『聖戦』


 誰からというわけでもなく陣を組んで手を重ねた。
 瘴気の風が間を駆け抜けて身震いを誘う。しかし、この地には体を揺らす草木はない。 あるのは岩と枯れた木のような植物とは名ばかりの残骸ばかりだ。
「四つの封印。これを破るより他ありません。…急がなくては…」
 デスピサロは進化の秘法と呼ばれる秘術をその身に施し、この地底の世界でその身を魔物を越えた化け物へと変化させている。 奴の下へと辿り着くために、結界を破らなければならない。
 クリスは視線を動かして地下の城を包み込む結界を示した。
「……悩んでいるときではありませんね。決断します」
 仲間達は静かに勇者の言葉を待った。
 そして導き出された決断。
「ライアンさん、ミネアさん。北西の結界をお願いします。マーニャさんとトルネコさんは南西を」
 クリスは続けた。
「ブライさんと私で南東へ。
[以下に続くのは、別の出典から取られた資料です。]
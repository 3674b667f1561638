//! Test doubles and common utilities for contract tests
//!
//! The doubles keep their state behind `Arc`s so a test can hand one
//! handle to the engine and keep another for assertions
//! (`sharing_counters_with`).

#![allow(dead_code)]

use async_trait::async_trait;
use ddnsu_core::config::{CloudflareSection, DdnsuConfig, Target, VercelSection};
use ddnsu_core::error::{Error, Result};
use ddnsu_core::record::{DesiredRecord, RecordType, RemoteRecord};
use ddnsu_core::store::MemoryConfigStore;
use ddnsu_core::traits::{ConfigStore, DnsProvider, IpSource};
use std::collections::{HashMap, HashSet};
use std::net::IpAddr;
use std::sync::atomic::{AtomicBool, AtomicU64, AtomicUsize, Ordering};
use std::sync::{Arc, Mutex};
use std::time::Duration;

pub const HOME: IpAddr = IpAddr::V4(std::net::Ipv4Addr::new(192, 0, 2, 10));
pub const OTHER: IpAddr = IpAddr::V4(std::net::Ipv4Addr::new(198, 51, 100, 20));
pub const HOME_V6: IpAddr = IpAddr::V6(std::net::Ipv6Addr::new(0x2001, 0xdb8, 0, 0, 0, 0, 0, 1));

/// A provider call, in the order it was made
#[derive(Debug, Clone, PartialEq, Eq)]
pub enum Call {
    Verify,
    List { domain: String },
    Create { domain: String, name: String, comment: String },
    Update { domain: String, id: String, name: String },
    Delete { domain: String, id: String },
}

#[derive(Default)]
struct ProviderState {
    records: HashMap<String, Vec<RemoteRecord>>,
    next_id: usize,
    failing_domains: HashSet<String>,
    failing_comments: HashSet<String>,
    failing_deletes: HashSet<String>,
    calls: Vec<Call>,
}

/// In-memory DNS provider with failure injection
pub struct MockDnsProvider {
    state: Arc<Mutex<ProviderState>>,
    credentials_valid: Arc<AtomicBool>,
    list_delay_ms: Arc<AtomicU64>,
    listing: Arc<AtomicUsize>,
    max_concurrent_listings: Arc<AtomicUsize>,
    pub name: &'static str,
}

impl MockDnsProvider {
    /// A provider that answers to the "cloudflare" target
    pub fn new() -> Self {
        Self::named("cloudflare")
    }

    pub fn named(name: &'static str) -> Self {
        Self {
            state: Arc::new(Mutex::new(ProviderState::default())),
            credentials_valid: Arc::new(AtomicBool::new(true)),
            list_delay_ms: Arc::new(AtomicU64::new(0)),
            listing: Arc::new(AtomicUsize::new(0)),
            max_concurrent_listings: Arc::new(AtomicUsize::new(0)),
            name,
        }
    }

    /// Create a new MockDnsProvider that shares state with an existing one
    pub fn sharing_counters_with(other: &Self) -> Self {
        Self {
            state: Arc::clone(&other.state),
            credentials_valid: Arc::clone(&other.credentials_valid),
            list_delay_ms: Arc::clone(&other.list_delay_ms),
            listing: Arc::clone(&other.listing),
            max_concurrent_listings: Arc::clone(&other.max_concurrent_listings),
            name: other.name,
        }
    }

    /// Seed a record that exists before the engine runs
    pub fn seed(&self, domain: &str, name: &str, comment: Option<&str>) -> String {
        let mut state = self.state.lock().unwrap();
        state.next_id += 1;
        let id = format!("seed-{}", state.next_id);
        state
            .records
            .entry(domain.to_string())
            .or_default()
            .push(RemoteRecord {
                id: id.clone(),
                name: name.to_string(),
                record_type: "A".to_string(),
                value: "203.0.113.99".to_string(),
                ttl: Some(300),
                comment: comment.map(str::to_string),
            });
        id
    }

    pub fn records(&self, domain: &str) -> Vec<RemoteRecord> {
        self.state
            .lock()
            .unwrap()
            .records
            .get(domain)
            .cloned()
            .unwrap_or_default()
    }

    pub fn tagged(&self, domain: &str) -> Vec<RemoteRecord> {
        self.records(domain)
            .into_iter()
            .filter(|r| r.is_tagged())
            .collect()
    }

    pub fn calls(&self) -> Vec<Call> {
        self.state.lock().unwrap().calls.clone()
    }

    pub fn clear_calls(&self) {
        self.state.lock().unwrap().calls.clear();
    }

    pub fn count(&self, pred: impl Fn(&Call) -> bool) -> usize {
        self.calls().iter().filter(|c| pred(c)).count()
    }

    pub fn create_count(&self) -> usize {
        self.count(|c| matches!(c, Call::Create { .. }))
    }

    pub fn update_count(&self) -> usize {
        self.count(|c| matches!(c, Call::Update { .. }))
    }

    pub fn delete_count(&self) -> usize {
        self.count(|c| matches!(c, Call::Delete { .. }))
    }

    pub fn mutation_count(&self) -> usize {
        self.create_count() + self.update_count() + self.delete_count()
    }

    pub fn set_credentials_valid(&self, valid: bool) {
        self.credentials_valid.store(valid, Ordering::SeqCst);
    }

    pub fn fail_listing(&self, domain: &str, fail: bool) {
        let mut state = self.state.lock().unwrap();
        if fail {
            state.failing_domains.insert(domain.to_string());
        } else {
            state.failing_domains.remove(domain);
        }
    }

    pub fn fail_comment(&self, comment: &str, fail: bool) {
        let mut state = self.state.lock().unwrap();
        if fail {
            state.failing_comments.insert(comment.to_string());
        } else {
            state.failing_comments.remove(comment);
        }
    }

    pub fn fail_delete(&self, id: &str, fail: bool) {
        let mut state = self.state.lock().unwrap();
        if fail {
            state.failing_deletes.insert(id.to_string());
        } else {
            state.failing_deletes.remove(id);
        }
    }

    pub fn set_list_delay(&self, delay: Duration) {
        self.list_delay_ms
            .store(delay.as_millis() as u64, Ordering::SeqCst);
    }

    pub fn max_concurrent_listings(&self) -> usize {
        self.max_concurrent_listings.load(Ordering::SeqCst)
    }
}

#[async_trait]
impl DnsProvider for MockDnsProvider {
    async fn verify_credentials(&self) -> Result<bool> {
        self.state.lock().unwrap().calls.push(Call::Verify);
        Ok(self.credentials_valid.load(Ordering::SeqCst))
    }

    async fn list_records(&self, domain: &str) -> Result<Vec<RemoteRecord>> {
        let now = self.listing.fetch_add(1, Ordering::SeqCst) + 1;
        self.max_concurrent_listings.fetch_max(now, Ordering::SeqCst);

        let delay = self.list_delay_ms.load(Ordering::SeqCst);
        if delay > 0 {
            tokio::time::sleep(Duration::from_millis(delay)).await;
        }
        self.listing.fetch_sub(1, Ordering::SeqCst);

        let mut state = self.state.lock().unwrap();
        state.calls.push(Call::List {
            domain: domain.to_string(),
        });
        if state.failing_domains.contains(domain) {
            return Err(Error::http(format!("listing {domain} failed")));
        }
        Ok(state.records.get(domain).cloned().unwrap_or_default())
    }

    async fn create_record(
        &self,
        domain: &str,
        record: &DesiredRecord,
        address: IpAddr,
    ) -> Result<String> {
        let mut state = self.state.lock().unwrap();
        state.calls.push(Call::Create {
            domain: domain.to_string(),
            name: record.name.clone(),
            comment: record.comment.clone(),
        });
        if state.failing_comments.contains(&record.comment) {
            return Err(Error::provider(self.name, "create rejected"));
        }

        state.next_id += 1;
        let id = format!("rec-{}", state.next_id);
        state
            .records
            .entry(domain.to_string())
            .or_default()
            .push(RemoteRecord {
                id: id.clone(),
                name: record.name.clone(),
                record_type: record.record_type.as_str().to_string(),
                value: address.to_string(),
                ttl: Some(record.ttl),
                comment: Some(record.tag().to_string()),
            });
        Ok(id)
    }

    async fn update_record(
        &self,
        domain: &str,
        record_id: &str,
        record: &DesiredRecord,
        address: IpAddr,
    ) -> Result<()> {
        let mut state = self.state.lock().unwrap();
        state.calls.push(Call::Update {
            domain: domain.to_string(),
            id: record_id.to_string(),
            name: record.name.clone(),
        });
        if state.failing_comments.contains(&record.comment) {
            return Err(Error::provider(self.name, "update rejected"));
        }

        let existing = state
            .records
            .get_mut(domain)
            .and_then(|records| records.iter_mut().find(|r| r.id == record_id))
            .ok_or_else(|| Error::not_found(record_id.to_string()))?;
        existing.name = record.name.clone();
        existing.record_type = record.record_type.as_str().to_string();
        existing.value = address.to_string();
        existing.ttl = Some(record.ttl);
        existing.comment = Some(record.tag().to_string());
        Ok(())
    }

    async fn delete_record(&self, domain: &str, record_id: &str) -> Result<()> {
        let mut state = self.state.lock().unwrap();
        state.calls.push(Call::Delete {
            domain: domain.to_string(),
            id: record_id.to_string(),
        });
        if state.failing_deletes.contains(record_id) {
            return Err(Error::provider(self.name, "delete rejected"));
        }

        if let Some(records) = state.records.get_mut(domain) {
            records.retain(|r| r.id != record_id);
        }
        Ok(())
    }

    fn provider_name(&self) -> &'static str {
        self.name
    }
}

/// An IP source returning a fixed address, changeable from the test
pub struct StaticIpSource {
    address: Arc<Mutex<IpAddr>>,
    lookups: Arc<AtomicUsize>,
    name: String,
}

impl StaticIpSource {
    pub fn new(address: IpAddr) -> Self {
        Self {
            address: Arc::new(Mutex::new(address)),
            lookups: Arc::new(AtomicUsize::new(0)),
            name: format!("static-{address}"),
        }
    }

    pub fn sharing_counters_with(other: &Self) -> Self {
        Self {
            address: Arc::clone(&other.address),
            lookups: Arc::clone(&other.lookups),
            name: other.name.clone(),
        }
    }

    pub fn set(&self, address: IpAddr) {
        *self.address.lock().unwrap() = address;
    }

    pub fn lookup_count(&self) -> usize {
        self.lookups.load(Ordering::SeqCst)
    }
}

#[async_trait]
impl IpSource for StaticIpSource {
    async fn lookup(&self) -> Result<IpAddr> {
        self.lookups.fetch_add(1, Ordering::SeqCst);
        Ok(*self.address.lock().unwrap())
    }

    fn name(&self) -> &str {
        &self.name
    }
}

/// An IP source that always fails
pub struct FailingIpSource;

#[async_trait]
impl IpSource for FailingIpSource {
    async fn lookup(&self) -> Result<IpAddr> {
        Err(Error::http("connection refused"))
    }

    fn name(&self) -> &str {
        "failing"
    }
}

/// A config store whose fingerprint writes can be made to fail
///
/// Simulates a process dying between the purge and the commit.
#[derive(Clone)]
pub struct FlakyConfigStore {
    pub inner: MemoryConfigStore,
    fail_saves: Arc<AtomicBool>,
}

impl FlakyConfigStore {
    pub fn new(inner: MemoryConfigStore) -> Self {
        Self {
            inner,
            fail_saves: Arc::new(AtomicBool::new(false)),
        }
    }

    pub fn fail_saves(&self, fail: bool) {
        self.fail_saves.store(fail, Ordering::SeqCst);
    }
}

#[async_trait]
impl ConfigStore for FlakyConfigStore {
    async fn load(&self) -> Result<DdnsuConfig> {
        self.inner.load().await
    }

    async fn save_fingerprint(&self, fingerprint: &str) -> Result<()> {
        if self.fail_saves.load(Ordering::SeqCst) {
            return Err(Error::config_store("disk full"));
        }
        self.inner.save_fingerprint(fingerprint).await
    }
}

/// Helper to create a valid Cloudflare configuration
pub fn test_config(domains: &[&str], records: Vec<DesiredRecord>) -> DdnsuConfig {
    let mut config = DdnsuConfig::new(Target::Cloudflare, 50);
    config.cloudflare = Some(CloudflareSection {
        auth_token: Some("test-token".to_string()),
        domain_target: domains.iter().map(|d| d.to_string()).collect(),
    });
    config.records = records;
    config
}

pub fn a_record(name: &str, comment: &str) -> DesiredRecord {
    DesiredRecord::new(RecordType::A, name, 60, comment)
}

pub fn aaaa_record(name: &str, comment: &str) -> DesiredRecord {
    DesiredRecord::new(RecordType::Aaaa, name, 60, comment)
}

/// Add a `[vercel]` section listing `domains`
pub fn with_vercel(mut config: DdnsuConfig, domains: &[&str]) -> DdnsuConfig {
    config.vercel = Some(VercelSection {
        auth_token: Some("vercel-token".to_string()),
        domain_target: domains.iter().map(|d| d.to_string()).collect(),
        ..VercelSection::default()
    });
    config
}

/// Build an engine over a mock provider handle and a memory store
pub fn engine_with(
    provider: &MockDnsProvider,
    sources: Vec<Box<dyn IpSource>>,
    store: Box<dyn ConfigStore>,
) -> (
    ddnsu_core::DdnsuEngine,
    tokio::sync::mpsc::Receiver<ddnsu_core::EngineEvent>,
) {
    ddnsu_core::DdnsuEngine::new(
        ddnsu_core::IpResolver::new(sources),
        Box::new(MockDnsProvider::sharing_counters_with(provider)),
        store,
    )
}

/// Engine resolving to `address`, over `config`
pub fn simple_engine(
    provider: &MockDnsProvider,
    address: IpAddr,
    config: DdnsuConfig,
) -> (
    ddnsu_core::DdnsuEngine,
    tokio::sync::mpsc::Receiver<ddnsu_core::EngineEvent>,
    MemoryConfigStore,
) {
    let store = MemoryConfigStore::new(config);
    let (engine, rx) = engine_with(
        provider,
        vec![Box::new(StaticIpSource::new(address))],
        Box::new(store.clone()),
    );
    (engine, rx, store)
}

/// Drain every event currently buffered
pub fn drain(rx: &mut tokio::sync::mpsc::Receiver<ddnsu_core::EngineEvent>) -> Vec<ddnsu_core::EngineEvent> {
    let mut events = Vec::new();
    while let Ok(event) = rx.try_recv() {
        events.push(event);
    }
    events
}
クリフトさんとアリーナさんで北東を」
 ライアンが鋭い眼光で頷いた。
「手分けして一度に撃破するということか」
「…しかし、二人ずつでは…」
 ミネアが心配そうに肩を落とした。その不安は誰もが抱いていることは明らかであった。
 クリスは申し訳なさそうに微笑んだ。
「皆さん。無理は承知の上でお願いします。…急がなければ、デスピサロはエスタークを越える化け物になってしまう…」
「…大丈夫!皆死なないわよ」
 アリーナが底抜けに明るく笑ってクリフトの腕を掴む。
「だって、この戦いが終わったらやりたいことや話したいことがいっぱいあるんですもの!ね、皆そうでしょ?」
「…ひ…姫様…」
 クリフトが思わず顔を赤くして俯いた。ブライの顔つきが険しくなったことは気が付くこともなく。
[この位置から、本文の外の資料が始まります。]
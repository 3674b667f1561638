//! Configuration types for DDNSU
//!
//! The on-disk document is TOML with camelCase keys. This module only
//! models and validates it; reading and writing the file belongs to a
//! [`crate::traits::ConfigStore`].

use crate::error::{Error, Result};
use crate::record::DesiredRecord;
use serde::{Deserialize, Serialize};
use std::collections::HashSet;
use std::fmt;
use std::str::FromStr;

/// Default page size for providers that limit record listings
pub const DEFAULT_DNS_RETURN_INSTANCE_LIMIT: u32 = 20;

/// Main DDNSU configuration
#[derive(Debug, Clone, PartialEq, Serialize, Deserialize)]
#[serde(rename_all = "camelCase")]
pub struct DdnsuConfig {
    /// Configuration format version
    #[serde(default = "default_version")]
    pub version: String,

    /// Interval between passes, in milliseconds
    pub update_frequency: u64,

    /// Extra "what is my IP" endpoints, queried after the defaults
    #[serde(default)]
    pub additional_ip_providers: Vec<String>,

    /// Selected provider ("cloudflare" or "vercel")
    #[serde(default, skip_serializing_if = "Option::is_none")]
    pub target: Option<String>,

    /// Fingerprint of the configuration as of the last committed pass
    #[serde(default, skip_serializing_if = "Option::is_none")]
    pub past: Option<String>,

    /// Cloudflare settings
    #[serde(default, skip_serializing_if = "Option::is_none")]
    pub cloudflare: Option<CloudflareSection>,

    /// Vercel settings
    #[serde(default, skip_serializing_if = "Option::is_none")]
    pub vercel: Option<VercelSection>,

    /// Desired records, applied to every domain target
    #[serde(rename = "record", default)]
    pub records: Vec<DesiredRecord>,
}

impl DdnsuConfig {
    /// Create a configuration for the given target with no records
    pub fn new(target: Target, update_frequency: u64) -> Self {
        Self {
            version: default_version(),
            update_frequency,
            additional_ip_providers: Vec::new(),
            target: Some(target.as_str().to_string()),
            past: None,
            cloudflare: None,
            vercel: None,
            records: Vec::new(),
        }
    }

    /// Parse a configuration document
    pub fn from_toml_str(content: &str) -> Result<Self> {
        toml::from_str(content).map_err(|e| Error::config(format!("Invalid configuration: {e}")))
    }

    /// Serialize the configuration document
    pub fn to_toml_string(&self) -> Result<String> {
        toml::to_string_pretty(self)
            .map_err(|e| Error::config(format!("Failed to serialize configuration: {e}")))
    }

    /// Add a desired record
    pub fn with_record(mut self, record: DesiredRecord) -> Self {
        self.records.push(record);
        self
    }

    /// The selected provider
    pub fn target(&self) -> Result<Target> {
        let raw = self
            .target
            .as_deref()
            .ok_or_else(|| Error::config("No target property in configuration"))?;
        raw.parse()
    }

    /// Domain targets of the selected provider
    pub fn domain_targets(&self) -> Result<&[String]> {
        let target = self.target()?;
        if !self.has_section(target) {
            return Err(Error::config(format!(
                "Missing [{}] section for the selected target",
                self.target.as_deref().unwrap_or_default()
            )));
        }
        Ok(self.domains_for(target))
    }

    /// Domain targets listed under `target`'s section, selected or not
    ///
    /// Empty when the section is missing.
    pub fn domains_for(&self, target: Target) -> &[String] {
        match target {
            Target::Cloudflare => self.cloudflare.as_ref().map(|s| s.domain_target.as_slice()),
            Target::Vercel => self.vercel.as_ref().map(|s| s.domain_target.as_slice()),
        }
        .unwrap_or_default()
    }

    /// Configured providers other than the selected one that list domains
    ///
    /// These are purged alongside the selected provider so a target switch
    /// does not leave tagged records behind.
    pub fn inactive_targets(&self) -> Vec<Target> {
        let active = self.target().ok();
        [Target::Cloudflare, Target::Vercel]
            .into_iter()
            .filter(|t| Some(*t) != active && !self.domains_for(*t).is_empty())
            .collect()
    }

    fn has_section(&self, target: Target) -> bool {
        match target {
            Target::Cloudflare => self.cloudflare.is_some(),
            Target::Vercel => self.vercel.is_some(),
        }
    }

    /// Copy of the configuration without its own history field
    pub fn without_past(&self) -> Self {
        Self {
            past: None,
            ..self.clone()
        }
    }

    /// Validate the configuration
    ///
    /// Runs before any network activity. Integrity violations such as
    /// duplicate comments are fatal here so the matcher never sees an
    /// ambiguous tag.
    pub fn validate(&self) -> Result<()> {
        if self.update_frequency == 0 {
            return Err(Error::config("updateFrequency must be > 0"));
        }

        let domains = self.domain_targets()?;
        if domains.is_empty() {
            return Err(Error::config("domainTarget must list at least one domain"));
        }
        if let Some(empty) = domains.iter().find(|d| d.trim().is_empty()) {
            return Err(Error::config(format!("Invalid domain target: '{empty}'")));
        }

        if self.records.is_empty() {
            return Err(Error::config("No records configured"));
        }

        let mut seen = HashSet::new();
        for (index, record) in self.records.iter().enumerate() {
            if record.comment.is_empty() {
                return Err(Error::config(format!("record[{index}]: comment cannot be empty")));
            }
            if record.ttl == 0 {
                return Err(Error::config(format!(
                    "record[{index}] ({}): ttl must be > 0",
                    record.comment
                )));
            }
            if !seen.insert(record.comment.as_str()) {
                return Err(Error::config(format!(
                    "record[{index}]: duplicate comment \"{}\" (comments must be unique)",
                    record.comment
                )));
            }
        }

        if let Some(vercel) = &self.vercel
            && vercel.dns_return_instance_limit == 0
        {
            return Err(Error::config("vercel.dnsReturnInstanceLimit must be > 0"));
        }

        Ok(())
    }

    /// Resolve provider settings, reading the token from the process environment
    pub fn provider_config(&self) -> Result<ProviderConfig> {
        self.provider_config_with(|key| std::env::var(key).ok())
    }

    /// Resolve provider settings with an explicit environment lookup
    ///
    /// The environment takes precedence over the token in the file.
    pub fn provider_config_with<F>(&self, env: F) -> Result<ProviderConfig>
    where
        F: Fn(&str) -> Option<String>,
    {
        self.provider_config_for_with(self.target()?, env)
    }

    /// Resolve settings for `target`, whether or not it is selected
    pub fn provider_config_for(&self, target: Target) -> Result<ProviderConfig> {
        self.provider_config_for_with(target, |key| std::env::var(key).ok())
    }

    /// Resolve settings for `target` with an explicit environment lookup
    pub fn provider_config_for_with<F>(&self, target: Target, env: F) -> Result<ProviderConfig>
    where
        F: Fn(&str) -> Option<String>,
    {
        let file_token = match target {
            Target::Cloudflare => self.cloudflare.as_ref().and_then(|s| s.auth_token.clone()),
            Target::Vercel => self.vercel.as_ref().and_then(|s| s.auth_token.clone()),
        };

        let api_token = env(target.token_env_var())
            .filter(|t| !t.is_empty())
            .or(file_token.filter(|t| !t.is_empty()))
            .ok_or_else(|| {
                Error::auth(format!(
                    "{} auth token is not configured in {} or the configuration file",
                    target,
                    target.token_env_var()
                ))
            })?;

        let page_size = match target {
            Target::Vercel => self.vercel.as_ref().map(|s| s.dns_return_instance_limit),
            Target::Cloudflare => None,
        };

        Ok(ProviderConfig {
            target,
            api_token,
            page_size,
        })
    }
}

fn default_version() -> String {
    "1".to_string()
}

/// Supported DNS providers
#[derive(Debug, Clone, Copy, PartialEq, Eq, Hash)]
pub enum Target {
    Cloudflare,
    Vercel,
}

impl Target {
    /// Lowercase name, as written in configuration
    pub fn as_str(&self) -> &'static str {
        match self {
            Target::Cloudflare => "cloudflare",
            Target::Vercel => "vercel",
        }
    }

    /// Environment variable holding this provider's token
    pub fn token_env_var(&self) -> &'static str {
        match self {
            Target::Cloudflare => "CLOUDFLARE_AUTH_TOKEN",
            Target::Vercel => "VERCEL_AUTH_TOKEN",
        }
    }
}

impl fmt::Display for Target {
    fn fmt(&self, f: &mut fmt::Formatter<'_>) -> fmt::Result {
        f.write_str(self.as_str())
    }
}

impl FromStr for Target {
    type Err = Error;

    fn from_str(s: &str) -> Result<Self> {
        match s.trim().to_lowercase().as_str() {
            "cloudflare" => Ok(Target::Cloudflare),
            "vercel" => Ok(Target::Vercel),
            other => Err(Error::config(format!(
                "Unsupported target '{other}'. Supported targets: cloudflare, vercel"
            ))),
        }
    }
}

/// `[cloudflare]` section
#[derive(Clone, Default, PartialEq, Serialize, Deserialize)]
#[serde(rename_all = "camelCase")]
pub struct CloudflareSection {
    /// API token (the environment variable wins when both are set)
    #[serde(default, skip_serializing_if = "Option::is_none")]
    pub auth_token: Option<String>,

    /// Zones to keep in sync
    #[serde(default)]
    pub domain_target: Vec<String>,
}

impl fmt::Debug for CloudflareSection {
    fn fmt(&self, f: &mut fmt::Formatter<'_>) -> fmt::Result {
        f.debug_struct("CloudflareSection")
            .field("auth_token", &self.auth_token.as_ref().map(|_| "<REDACTED>"))
            .field("domain_target", &self.domain_target)
            .finish()
    }
}

/// `[vercel]` section
#[derive(Clone, PartialEq, Serialize, Deserialize)]
#[serde(rename_all = "camelCase")]
pub struct VercelSection {
    /// API token (the environment variable wins when both are set)
    #[serde(default, skip_serializing_if = "Option::is_none")]
    pub auth_token: Option<String>,

    /// Page size used when listing records
    #[serde(default = "default_dns_return_instance_limit")]
    pub dns_return_instance_limit: u32,

    /// Domains to keep in sync
    #[serde(default)]
    pub domain_target: Vec<String>,
}

impl Default for VercelSection {
    fn default() -> Self {
        Self {
            auth_token: None,
            dns_return_instance_limit: DEFAULT_DNS_RETURN_INSTANCE_LIMIT,
            domain_target: Vec::new(),
        }
    }
}

impl fmt::Debug for VercelSection {
    fn fmt(&self, f: &mut fmt::Formatter<'_>) -> fmt::Result {
        f.debug_struct("VercelSection")
            .field("auth_token", &self.auth_token.as_ref().map(|_| "<REDACTED>"))
            .field("dns_return_instance_limit", &self.dns_return_instance_limit)
            .field("domain_target", &self.domain_target)
            .finish()
    }
}

fn default_dns_return_instance_limit() -> u32 {
    DEFAULT_DNS_RETURN_INSTANCE_LIMIT
}

/// Everything a provider factory needs to build a client
#[derive(Clone)]
pub struct ProviderConfig {
    /// Which provider to build
    pub target: Target,
    /// Resolved API token
    pub api_token: String,
    /// Page size for record listings, when the provider takes one
    pub page_size: Option<u32>,
}

impl fmt::Debug for ProviderConfig {
    fn fmt(&self, f: &mut fmt::Formatter<'_>) -> fmt::Result {
        f.debug_struct("ProviderConfig")
            .field("target", &self.target)
            .field("api_token", &"<REDACTED>")
            .field("page_size", &self.page_size)
            .finish()
    }
}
 トルネコがふむ、と頷き、ミネアが肩を震わせたままにいつになく余裕のある笑みを浮かべた。
「やれば人間できるもんです。成してみせましょうか」
「そうですわ。運命はここまで私達を導いてきました。…きっと勝てます」
 クリスは良かった、と胸の前で手を合わせた。
「では、全員撃破次第ここに戻ってきてください!」





 二人の向かう祠へは半日とかからずに辿り着くことができた。
 クリフトはその祠を睨みつけた。
 その祠の異様さは一言に説明することも容易ではない。 どこか本能的に背筋を冷やすようなどす黒さと嫌悪感をもたらすような腐敗臭を垂れ流している。 それでいて静かだ。この祠を守る魔族の性質を表しているのだろうか。
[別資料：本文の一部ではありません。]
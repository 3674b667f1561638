//! Pairing desired records with the remote records they own
//!
//! Matching is by ownership tag only, never by name or type: renaming a
//! desired record while keeping its comment is an update, not a
//! create plus delete. Untagged remote records are invisible here.
//!
//! No deletions are planned. A tagged remote record whose desired entry
//! was removed stays in place until the next purge (which a configuration
//! change always triggers through the change detector).

use crate::record::{DesiredRecord, RemoteRecord};

/// Result of matching one domain
#[derive(Debug, Clone, Default, PartialEq, Eq)]
pub struct MatchPlan {
    /// Desired records with no owned remote record
    pub to_create: Vec<DesiredRecord>,
    /// Desired records paired with the remote record they own
    pub to_update: Vec<(DesiredRecord, RemoteRecord)>,
}

impl MatchPlan {
    /// Whether the plan contains no work
    pub fn is_empty(&self) -> bool {
        self.to_create.is_empty() && self.to_update.is_empty()
    }
}

/// Match desired records against a domain's remote listing
///
/// A desired record lands in `to_update` iff some tagged remote record's
/// comment equals `DDNSU_<comment>` exactly; otherwise in `to_create`.
/// Comment uniqueness is validated at load time, so at most one remote
/// record is expected per tag. If the provider still holds duplicates,
/// the first one listed is updated.
pub fn match_records(desired: &[DesiredRecord], remote: &[RemoteRecord]) -> MatchPlan {
    let tagged: Vec<&RemoteRecord> = remote.iter().filter(|r| r.is_tagged()).collect();

    let mut plan = MatchPlan::default();
    for record in desired {
        let tag = record.tag();
        match tagged.iter().find(|r| r.is_owned_by(&tag)) {
            Some(owned) => plan.to_update.push((record.clone(), (*owned).clone())),
            None => plan.to_create.push(record.clone()),
        }
    }
    plan
}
 アリーナが一歩、踏み出した。ぞわり、と寒気がする。
「クリフト。ここ、なんかものすごく嫌なかんじね」
「…そうですね。嫌な感じです。…でも、私達にはここの魔物を撃破するという選択肢しかありません」
「……クリフト」
 アリーナが驚いたように固まったままに、クリフトを振り返った。
「え、すみません。何かおかしいこと言いましたか?」
「ううん。違うの。…クリフト、すごく頼もしいなって思って」
 アリーナの言葉にクリフトはしばし考えた。
「…吹っ切れた、ということなのでしょうかね、これが」
「…うん!行こう!」

 罠もしかけもない。上へ、上へと目指して祠の最上部を目指す。
 すぐに辿り着いた。目に入るのは赤い赤い空。
「ここまで来たか」
 しわがれた声が響いた。仰々しい飾りのついた玉座に薄暗い照明。 そこに待ち受けていたのは想像と違う皺だらけの老いた姿の魔族。 それは侵入者の気配を感じるとマントを翻してゆっくりと振り向いた。
「あなたがここの結界の主ね!覚悟しなさい!」
 魔導師の姿をした魔族は二人だけでやってきたことを悟ると厭らしい顔で嘲笑った。 生理的な嫌悪感を誘う、掠れているというのに獣の唸り声のような、それでいて詩人のように柔らかい声帯を持っている。
「…勝てると思っているとはおかしいものだ」
 当然、勝たなければならない。
「私はサントハイム王女アリーナ。あなたを倒して、次へ行かなきゃいけないの。覚悟なさい」
 アリーナの空を切った腕が赤い熱の軌跡を残す。ガーデンブルグに伝わる武具、炎の爪。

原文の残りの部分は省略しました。